**Your assignment**
Transcribe the listing from its top line through the line with "#[derive(Debug, Clone, PartialEq, Eq)]". Keep it exact, both ends included, and add nothing.

**Entries supplied**

//! Pool endpoint descriptors.

use std::fmt;

use crate::algo::Algorithm;
use crate::config::PoolConfig;
use crate::error::{Error, Result};

/// Everything needed to reach and log into one upstream pool.
///
/// Immutable once built; one per configured pool plus one synthetic
/// descriptor for the donation pool.
#[derive(Debug, Clone, PartialEq, Eq)]
pub struct PoolDescriptor {
    pub host: String,
    pub port: u16,
    pub tls: bool,
    pub user: String,
    pub password: String,
    pub keepalive: bool,
    pub algo: Algorithm,
    pub nicehash: bool,
}

impl PoolDescriptor {
    /// Build a descriptor from pool configuration.
    ///
    /// Accepts `stratum+tcp://`, `stratum+ssl://`, `stratum+tls://`,
    /// `tcp://` or scheme-less `host:port` URLs. An SSL/TLS scheme sets the
    /// TLS flag; so does `tls = true` in the configuration.
    pub fn from_config(pool: &PoolConfig, default_algo: Algorithm) -> Result<Self> {
        let (host, port, tls_scheme) = parse_url(&pool.url)?;
        Ok(Self {
            host,
            port,
            tls: pool.tls || tls_scheme,
            user: pool.user.clone(),
            password: pool.pass.clone(),
            keepalive: pool.keepalive,
            algo: pool.algo.unwrap_or(default_algo),
            nicehash: pool.nicehash,
        })
    }

    /// `host:port` form used for TCP connect.
    pub fn address(&self) -> String {
        format!("{}:{}", self.host, self.port)
    }
}

impl fmt::Display for PoolDescriptor {
    fn fmt(&self, f: &mut fmt::Formatter<'_>) -> fmt::Result {
        write!(f, "{}:{}", self.host, self.port)
    }
}

fn parse_url(url: &str) -> Result<(String, u16, bool)> {
    let (rest, tls) = if let Some(rest) = url
        .strip_prefix("stratum+ssl://")
        .or_else(|| url.strip_prefix("stratum+tls://"))
    {
        (rest, true)
    } else if let Some(rest) = url
        .strip_prefix("stratum+tcp://")
        .or_else(|| url.strip_prefix("tcp://"))
    {
        (rest, false)
    } else if url.contains("://") {
        return Err(Error::Config(format!("unsupported pool URL scheme: {}", url)));
    } else {
        (url, false)
    };

    let rest = rest.trim_end_matches('/');
    let (host, port) = rest
        .rsplit_once(':')
        .ok_or_else(|| Error::Config(format!("pool URL has no port: {}", url)))?;

    if host.is_empty() {
        return Err(Error::Config(format!("pool URL has no host: {}", url)));
    }

    let port: u16 = port
        .parse()
        .map_err(|_| Error::Config(format!("invalid port in pool URL: {}", url)))?;
    if port == 0 {
        return Err(Error::Config(format!("invalid port in pool URL: {}", url)));
    }

    Ok((host.to_string(), port, tls))
}

#[cfg(test)]
mod tests {
    use super::*;
    use test_case::test_case;

    fn pool(url: &str) -> PoolConfig {
        PoolConfig {
            url: url.to_string(),
            user: "wallet".to_string(),
            pass: "x".to_string(),
            tls: false,
            keepalive: false,
            nicehash: false,
            algo: None,
        }
    }

    #[test_case("stratum+tcp://pool.example.com:3333", "pool.example.com", 3333, false)]
    #[test_case("stratum+ssl://pool.example.com:443", "pool.example.com", 443, true)]
    #[test_case("stratum+tls://pool.example.com:443/", "pool.example.com", 443, true)]
    #[test_case("tcp://10.0.0.1:5555", "10.0.0.1", 5555, false)]
    #[test_case("pool.example.com:7777", "pool.example.com", 7777, false)]
    fn parses_urls(url: &str, host: &str, port: u16, tls: bool) {
        let desc = PoolDescriptor::from_config(&pool(url), Algorithm::Cryptonight).unwrap();
        assert_eq!(desc.host, host);
        assert_eq!(desc.port, port);
        assert_eq!(desc.tls, tls);
    }

    #[test_case("http://pool.example.com:80"; "unsupported scheme")]
    #[test_case("pool.example.com"; "missing port")]
    #[test_case(":3333"; "missing host")]
    #[test_case("pool.example.com:notaport"; "bad port")]
    #[test_case("pool.example.com:0"; "zero port")]
    fn rejects_bad_urls(url: &str) {
        assert!(PoolDescriptor::from_config(&pool(url), Algorithm::Cryptonight).is_err());
    }

    #[test]
    fn tls_flag_from_config() {
        let mut cfg = pool("pool.example.com:3333");
        cfg.tls = true;
        let desc = PoolDescriptor::from_config(&cfg, Algorithm::Cryptonight).unwrap();
        assert!(desc.tls);
        assert_eq!(desc.address(), "pool.example.com:3333");
    }
}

**Written solution**
//! Pool endpoint descriptors.

use std::fmt;

use crate::algo::Algorithm;
use crate::config::PoolConfig;
use crate::error::{Error, Result};

/// Everything needed to reach and log into one upstream pool.
///
/// Immutable once built; one per configured pool plus one synthetic
/// descriptor for the donation pool.
#[derive(Debug, Clone, PartialEq, Eq)]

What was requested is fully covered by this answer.